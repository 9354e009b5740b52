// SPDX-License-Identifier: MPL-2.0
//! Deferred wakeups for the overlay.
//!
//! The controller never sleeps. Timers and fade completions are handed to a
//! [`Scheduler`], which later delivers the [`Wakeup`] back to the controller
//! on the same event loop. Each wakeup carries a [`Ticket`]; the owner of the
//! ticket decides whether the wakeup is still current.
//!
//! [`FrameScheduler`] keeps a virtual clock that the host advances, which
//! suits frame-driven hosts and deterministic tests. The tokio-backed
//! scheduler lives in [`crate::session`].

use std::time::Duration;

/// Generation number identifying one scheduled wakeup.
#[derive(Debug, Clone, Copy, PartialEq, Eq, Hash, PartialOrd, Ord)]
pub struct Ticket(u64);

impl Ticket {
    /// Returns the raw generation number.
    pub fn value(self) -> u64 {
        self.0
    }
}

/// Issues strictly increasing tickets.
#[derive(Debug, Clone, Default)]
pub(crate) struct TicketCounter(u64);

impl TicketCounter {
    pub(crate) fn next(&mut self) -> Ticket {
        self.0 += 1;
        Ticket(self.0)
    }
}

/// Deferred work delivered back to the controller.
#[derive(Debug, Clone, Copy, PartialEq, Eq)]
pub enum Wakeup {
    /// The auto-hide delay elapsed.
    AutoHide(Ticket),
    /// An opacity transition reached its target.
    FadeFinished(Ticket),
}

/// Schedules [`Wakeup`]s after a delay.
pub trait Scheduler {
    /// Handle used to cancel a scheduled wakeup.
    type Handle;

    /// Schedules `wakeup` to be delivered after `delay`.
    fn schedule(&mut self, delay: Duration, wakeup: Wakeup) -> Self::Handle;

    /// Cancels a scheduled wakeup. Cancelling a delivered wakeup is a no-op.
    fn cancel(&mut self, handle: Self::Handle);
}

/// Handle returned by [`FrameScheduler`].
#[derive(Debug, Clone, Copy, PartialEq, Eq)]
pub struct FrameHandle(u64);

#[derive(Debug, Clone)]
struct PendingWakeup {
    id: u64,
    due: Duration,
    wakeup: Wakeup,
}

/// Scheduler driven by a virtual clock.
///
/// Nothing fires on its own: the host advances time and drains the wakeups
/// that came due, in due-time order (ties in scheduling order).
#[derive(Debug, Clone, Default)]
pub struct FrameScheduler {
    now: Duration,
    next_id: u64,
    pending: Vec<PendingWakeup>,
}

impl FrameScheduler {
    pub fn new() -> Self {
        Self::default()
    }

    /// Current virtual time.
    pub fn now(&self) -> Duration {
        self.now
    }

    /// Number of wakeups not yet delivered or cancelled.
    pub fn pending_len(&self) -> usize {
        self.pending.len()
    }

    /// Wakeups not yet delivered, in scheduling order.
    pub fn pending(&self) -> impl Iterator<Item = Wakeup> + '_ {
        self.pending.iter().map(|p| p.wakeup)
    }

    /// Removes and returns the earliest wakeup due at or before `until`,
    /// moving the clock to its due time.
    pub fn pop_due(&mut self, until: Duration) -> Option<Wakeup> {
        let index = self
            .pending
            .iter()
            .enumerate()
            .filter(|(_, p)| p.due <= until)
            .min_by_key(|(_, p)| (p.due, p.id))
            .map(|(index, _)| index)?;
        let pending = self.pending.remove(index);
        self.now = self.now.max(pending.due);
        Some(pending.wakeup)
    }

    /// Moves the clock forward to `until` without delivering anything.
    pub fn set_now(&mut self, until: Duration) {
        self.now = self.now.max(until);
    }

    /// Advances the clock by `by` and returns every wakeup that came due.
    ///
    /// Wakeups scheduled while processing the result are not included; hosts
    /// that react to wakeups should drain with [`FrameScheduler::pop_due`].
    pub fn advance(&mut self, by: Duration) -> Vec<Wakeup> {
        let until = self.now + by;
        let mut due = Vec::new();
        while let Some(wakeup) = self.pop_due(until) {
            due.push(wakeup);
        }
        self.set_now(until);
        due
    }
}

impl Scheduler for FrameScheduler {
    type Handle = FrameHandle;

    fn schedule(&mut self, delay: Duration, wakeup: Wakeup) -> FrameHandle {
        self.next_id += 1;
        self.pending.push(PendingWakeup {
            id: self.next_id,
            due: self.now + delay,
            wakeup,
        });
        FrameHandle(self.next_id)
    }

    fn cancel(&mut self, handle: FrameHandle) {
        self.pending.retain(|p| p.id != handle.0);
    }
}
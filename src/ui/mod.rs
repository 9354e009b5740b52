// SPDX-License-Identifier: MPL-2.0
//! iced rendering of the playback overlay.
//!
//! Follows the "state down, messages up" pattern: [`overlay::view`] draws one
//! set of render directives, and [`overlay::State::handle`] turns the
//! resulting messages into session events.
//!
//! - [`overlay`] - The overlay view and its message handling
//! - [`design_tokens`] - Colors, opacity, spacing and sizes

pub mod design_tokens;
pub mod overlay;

---

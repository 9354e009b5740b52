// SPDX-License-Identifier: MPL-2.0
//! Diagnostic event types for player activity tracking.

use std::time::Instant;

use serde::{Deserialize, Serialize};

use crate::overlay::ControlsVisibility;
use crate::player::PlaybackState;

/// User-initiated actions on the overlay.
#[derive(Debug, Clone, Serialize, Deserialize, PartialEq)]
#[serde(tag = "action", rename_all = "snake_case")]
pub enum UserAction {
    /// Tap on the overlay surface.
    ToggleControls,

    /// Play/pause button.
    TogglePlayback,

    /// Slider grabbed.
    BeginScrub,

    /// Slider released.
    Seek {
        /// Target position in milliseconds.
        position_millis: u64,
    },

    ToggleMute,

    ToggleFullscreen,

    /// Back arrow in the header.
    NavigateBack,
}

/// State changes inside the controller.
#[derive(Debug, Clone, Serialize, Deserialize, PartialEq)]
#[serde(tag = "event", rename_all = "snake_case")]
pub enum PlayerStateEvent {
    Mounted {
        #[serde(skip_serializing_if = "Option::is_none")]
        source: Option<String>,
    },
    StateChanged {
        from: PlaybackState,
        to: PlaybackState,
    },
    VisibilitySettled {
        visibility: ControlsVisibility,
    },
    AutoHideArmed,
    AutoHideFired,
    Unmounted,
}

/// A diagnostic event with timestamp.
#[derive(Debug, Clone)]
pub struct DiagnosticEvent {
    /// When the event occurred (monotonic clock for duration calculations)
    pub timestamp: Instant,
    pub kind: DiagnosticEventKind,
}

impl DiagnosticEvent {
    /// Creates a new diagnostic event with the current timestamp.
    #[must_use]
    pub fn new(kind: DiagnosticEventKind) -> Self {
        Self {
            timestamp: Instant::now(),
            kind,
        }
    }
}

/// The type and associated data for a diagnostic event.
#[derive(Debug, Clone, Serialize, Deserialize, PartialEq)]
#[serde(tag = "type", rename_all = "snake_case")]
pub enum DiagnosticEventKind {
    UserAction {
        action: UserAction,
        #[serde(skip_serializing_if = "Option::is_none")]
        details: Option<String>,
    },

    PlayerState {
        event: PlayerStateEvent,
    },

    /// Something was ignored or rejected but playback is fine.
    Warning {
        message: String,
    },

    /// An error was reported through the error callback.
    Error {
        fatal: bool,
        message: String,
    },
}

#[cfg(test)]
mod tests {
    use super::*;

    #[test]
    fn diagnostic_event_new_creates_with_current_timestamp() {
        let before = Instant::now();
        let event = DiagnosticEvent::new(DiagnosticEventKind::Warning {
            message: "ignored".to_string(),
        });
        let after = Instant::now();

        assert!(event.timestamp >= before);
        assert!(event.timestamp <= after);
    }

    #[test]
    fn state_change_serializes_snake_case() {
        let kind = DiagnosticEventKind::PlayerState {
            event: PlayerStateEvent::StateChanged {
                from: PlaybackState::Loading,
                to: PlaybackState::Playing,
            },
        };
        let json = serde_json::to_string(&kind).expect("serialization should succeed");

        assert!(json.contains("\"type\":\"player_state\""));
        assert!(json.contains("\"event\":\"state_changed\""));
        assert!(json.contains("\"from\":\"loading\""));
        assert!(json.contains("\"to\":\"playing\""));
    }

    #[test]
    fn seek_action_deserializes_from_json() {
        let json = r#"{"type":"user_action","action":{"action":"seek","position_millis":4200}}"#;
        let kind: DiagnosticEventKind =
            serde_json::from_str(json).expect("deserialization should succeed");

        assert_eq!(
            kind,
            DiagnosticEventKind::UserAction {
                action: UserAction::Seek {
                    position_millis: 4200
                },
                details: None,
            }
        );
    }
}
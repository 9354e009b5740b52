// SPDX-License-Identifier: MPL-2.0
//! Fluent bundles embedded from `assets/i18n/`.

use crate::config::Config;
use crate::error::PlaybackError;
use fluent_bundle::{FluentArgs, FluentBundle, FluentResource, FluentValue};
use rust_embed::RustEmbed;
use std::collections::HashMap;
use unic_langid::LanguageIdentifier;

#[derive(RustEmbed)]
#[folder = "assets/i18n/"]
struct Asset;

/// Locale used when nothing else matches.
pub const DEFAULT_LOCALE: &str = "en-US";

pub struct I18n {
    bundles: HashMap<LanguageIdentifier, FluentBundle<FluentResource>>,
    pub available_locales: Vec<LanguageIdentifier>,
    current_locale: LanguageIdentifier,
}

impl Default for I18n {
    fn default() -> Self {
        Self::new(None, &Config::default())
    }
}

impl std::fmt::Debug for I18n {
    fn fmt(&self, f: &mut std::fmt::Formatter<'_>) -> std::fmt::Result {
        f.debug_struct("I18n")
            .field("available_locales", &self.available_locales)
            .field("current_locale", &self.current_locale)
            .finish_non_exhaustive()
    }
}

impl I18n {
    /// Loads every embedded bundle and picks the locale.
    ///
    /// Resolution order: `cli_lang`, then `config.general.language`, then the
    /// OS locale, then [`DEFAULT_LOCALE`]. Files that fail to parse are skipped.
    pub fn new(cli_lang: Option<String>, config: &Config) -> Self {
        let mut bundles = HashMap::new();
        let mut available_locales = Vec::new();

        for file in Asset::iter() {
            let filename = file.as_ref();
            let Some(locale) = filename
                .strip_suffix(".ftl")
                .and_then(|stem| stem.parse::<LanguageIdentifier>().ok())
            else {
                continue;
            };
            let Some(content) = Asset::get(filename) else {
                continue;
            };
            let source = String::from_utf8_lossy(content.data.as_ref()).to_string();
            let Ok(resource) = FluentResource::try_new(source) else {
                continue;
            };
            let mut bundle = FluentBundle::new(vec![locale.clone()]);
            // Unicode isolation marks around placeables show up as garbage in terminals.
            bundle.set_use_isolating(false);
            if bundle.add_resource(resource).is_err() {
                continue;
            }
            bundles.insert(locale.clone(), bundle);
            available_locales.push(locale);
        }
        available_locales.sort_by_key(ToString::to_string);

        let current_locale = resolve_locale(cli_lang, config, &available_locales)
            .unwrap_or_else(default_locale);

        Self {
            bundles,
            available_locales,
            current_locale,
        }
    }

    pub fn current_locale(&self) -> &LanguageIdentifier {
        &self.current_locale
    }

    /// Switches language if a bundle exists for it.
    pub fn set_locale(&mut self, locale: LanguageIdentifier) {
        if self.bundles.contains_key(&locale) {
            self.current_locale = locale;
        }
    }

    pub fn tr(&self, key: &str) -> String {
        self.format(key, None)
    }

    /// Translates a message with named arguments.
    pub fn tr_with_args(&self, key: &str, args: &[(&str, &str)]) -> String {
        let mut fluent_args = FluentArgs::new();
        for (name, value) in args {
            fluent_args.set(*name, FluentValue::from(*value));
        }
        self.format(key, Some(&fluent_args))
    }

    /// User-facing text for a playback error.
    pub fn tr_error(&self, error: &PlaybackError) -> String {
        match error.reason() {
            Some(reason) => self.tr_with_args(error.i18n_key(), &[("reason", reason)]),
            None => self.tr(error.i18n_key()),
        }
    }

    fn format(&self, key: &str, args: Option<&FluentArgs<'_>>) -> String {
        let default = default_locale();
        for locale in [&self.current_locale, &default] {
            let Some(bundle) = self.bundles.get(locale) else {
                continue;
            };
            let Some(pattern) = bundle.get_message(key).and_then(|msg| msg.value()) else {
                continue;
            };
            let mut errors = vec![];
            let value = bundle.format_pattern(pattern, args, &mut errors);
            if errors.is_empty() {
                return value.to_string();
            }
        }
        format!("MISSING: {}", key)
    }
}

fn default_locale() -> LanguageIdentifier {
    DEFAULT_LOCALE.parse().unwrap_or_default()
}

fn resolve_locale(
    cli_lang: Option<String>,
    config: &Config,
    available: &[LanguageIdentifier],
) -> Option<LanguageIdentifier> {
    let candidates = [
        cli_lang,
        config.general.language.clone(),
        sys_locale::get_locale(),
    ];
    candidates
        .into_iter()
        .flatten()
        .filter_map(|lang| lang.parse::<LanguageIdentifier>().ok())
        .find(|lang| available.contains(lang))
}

* * *

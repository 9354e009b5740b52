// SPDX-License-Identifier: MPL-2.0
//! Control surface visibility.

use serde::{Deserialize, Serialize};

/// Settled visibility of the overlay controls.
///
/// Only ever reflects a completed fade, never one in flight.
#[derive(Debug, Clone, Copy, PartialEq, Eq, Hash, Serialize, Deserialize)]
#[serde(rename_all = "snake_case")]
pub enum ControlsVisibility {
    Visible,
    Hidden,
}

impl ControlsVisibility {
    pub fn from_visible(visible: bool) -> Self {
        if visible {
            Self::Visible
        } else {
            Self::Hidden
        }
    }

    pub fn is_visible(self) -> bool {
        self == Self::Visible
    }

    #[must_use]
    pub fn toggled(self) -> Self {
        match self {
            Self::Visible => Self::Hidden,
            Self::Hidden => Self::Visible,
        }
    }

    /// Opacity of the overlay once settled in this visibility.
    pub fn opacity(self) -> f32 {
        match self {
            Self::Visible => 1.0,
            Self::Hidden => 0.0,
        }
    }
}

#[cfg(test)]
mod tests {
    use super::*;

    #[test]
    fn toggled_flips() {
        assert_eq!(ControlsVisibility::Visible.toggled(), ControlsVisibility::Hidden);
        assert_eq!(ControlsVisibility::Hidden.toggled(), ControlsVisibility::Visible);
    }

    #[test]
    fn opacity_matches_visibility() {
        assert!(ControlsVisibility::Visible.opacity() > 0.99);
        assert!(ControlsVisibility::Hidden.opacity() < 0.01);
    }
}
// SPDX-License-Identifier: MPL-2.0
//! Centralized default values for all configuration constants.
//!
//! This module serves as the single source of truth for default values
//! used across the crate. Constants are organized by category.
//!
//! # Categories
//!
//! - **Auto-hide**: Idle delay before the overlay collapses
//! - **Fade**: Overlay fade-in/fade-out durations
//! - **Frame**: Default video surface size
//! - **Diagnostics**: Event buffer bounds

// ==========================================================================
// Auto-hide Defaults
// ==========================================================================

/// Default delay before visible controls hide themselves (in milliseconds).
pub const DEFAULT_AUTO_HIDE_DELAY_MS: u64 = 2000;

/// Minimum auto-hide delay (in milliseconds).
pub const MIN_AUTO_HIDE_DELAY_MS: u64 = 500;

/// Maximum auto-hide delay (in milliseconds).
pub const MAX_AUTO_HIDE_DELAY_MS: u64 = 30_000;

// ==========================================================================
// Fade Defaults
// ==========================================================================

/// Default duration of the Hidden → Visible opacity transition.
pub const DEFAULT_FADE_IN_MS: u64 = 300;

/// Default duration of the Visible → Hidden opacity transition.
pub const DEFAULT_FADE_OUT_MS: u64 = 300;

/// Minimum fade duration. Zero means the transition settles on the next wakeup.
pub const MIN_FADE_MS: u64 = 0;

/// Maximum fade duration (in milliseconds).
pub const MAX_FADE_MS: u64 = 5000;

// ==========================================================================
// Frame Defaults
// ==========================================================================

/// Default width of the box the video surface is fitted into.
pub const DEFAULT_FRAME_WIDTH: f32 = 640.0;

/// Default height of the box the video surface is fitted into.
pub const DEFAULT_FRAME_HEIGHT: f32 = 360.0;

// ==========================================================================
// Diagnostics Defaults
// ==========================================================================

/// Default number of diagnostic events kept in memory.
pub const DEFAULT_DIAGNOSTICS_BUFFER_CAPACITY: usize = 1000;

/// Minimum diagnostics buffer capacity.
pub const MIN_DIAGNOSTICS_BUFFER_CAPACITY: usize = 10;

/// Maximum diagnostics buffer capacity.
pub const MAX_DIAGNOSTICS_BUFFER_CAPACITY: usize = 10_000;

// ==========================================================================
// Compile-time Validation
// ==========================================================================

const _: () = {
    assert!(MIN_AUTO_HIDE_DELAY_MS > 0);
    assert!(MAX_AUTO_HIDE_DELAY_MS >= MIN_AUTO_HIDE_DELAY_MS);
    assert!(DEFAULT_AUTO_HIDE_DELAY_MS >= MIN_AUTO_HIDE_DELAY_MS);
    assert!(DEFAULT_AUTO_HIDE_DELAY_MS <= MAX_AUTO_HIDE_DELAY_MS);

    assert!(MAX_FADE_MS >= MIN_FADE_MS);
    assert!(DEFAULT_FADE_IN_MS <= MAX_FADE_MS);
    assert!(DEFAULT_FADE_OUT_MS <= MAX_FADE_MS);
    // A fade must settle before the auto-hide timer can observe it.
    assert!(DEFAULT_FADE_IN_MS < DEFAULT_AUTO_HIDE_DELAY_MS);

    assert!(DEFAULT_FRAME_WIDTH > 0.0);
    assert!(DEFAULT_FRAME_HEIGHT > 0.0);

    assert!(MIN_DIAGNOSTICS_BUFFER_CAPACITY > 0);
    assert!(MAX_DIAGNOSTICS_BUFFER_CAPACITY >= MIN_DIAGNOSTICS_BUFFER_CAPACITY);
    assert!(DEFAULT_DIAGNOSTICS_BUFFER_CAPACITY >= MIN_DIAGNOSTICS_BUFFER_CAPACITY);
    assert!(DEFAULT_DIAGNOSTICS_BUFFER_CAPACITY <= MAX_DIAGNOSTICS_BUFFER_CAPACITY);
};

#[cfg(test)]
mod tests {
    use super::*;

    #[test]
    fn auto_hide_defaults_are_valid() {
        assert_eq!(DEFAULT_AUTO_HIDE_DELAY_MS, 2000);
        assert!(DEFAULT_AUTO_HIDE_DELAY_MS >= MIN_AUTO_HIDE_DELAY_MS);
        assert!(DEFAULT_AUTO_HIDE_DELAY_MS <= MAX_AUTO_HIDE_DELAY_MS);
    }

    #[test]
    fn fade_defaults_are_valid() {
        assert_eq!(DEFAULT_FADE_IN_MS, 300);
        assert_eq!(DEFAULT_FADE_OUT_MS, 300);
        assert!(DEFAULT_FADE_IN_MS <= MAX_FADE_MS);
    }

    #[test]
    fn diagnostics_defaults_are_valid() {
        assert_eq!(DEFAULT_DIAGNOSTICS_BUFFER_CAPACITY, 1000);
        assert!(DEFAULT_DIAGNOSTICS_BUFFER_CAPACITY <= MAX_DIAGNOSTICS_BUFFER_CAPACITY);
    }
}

**Description of the task:** Look through the material for "content". Copy each line that has it.

**Solution to the exercise:**
            let Some(content) = Asset::get(filename) else {
            let source = String::from_utf8_lossy(content.data.as_ref()).to_string();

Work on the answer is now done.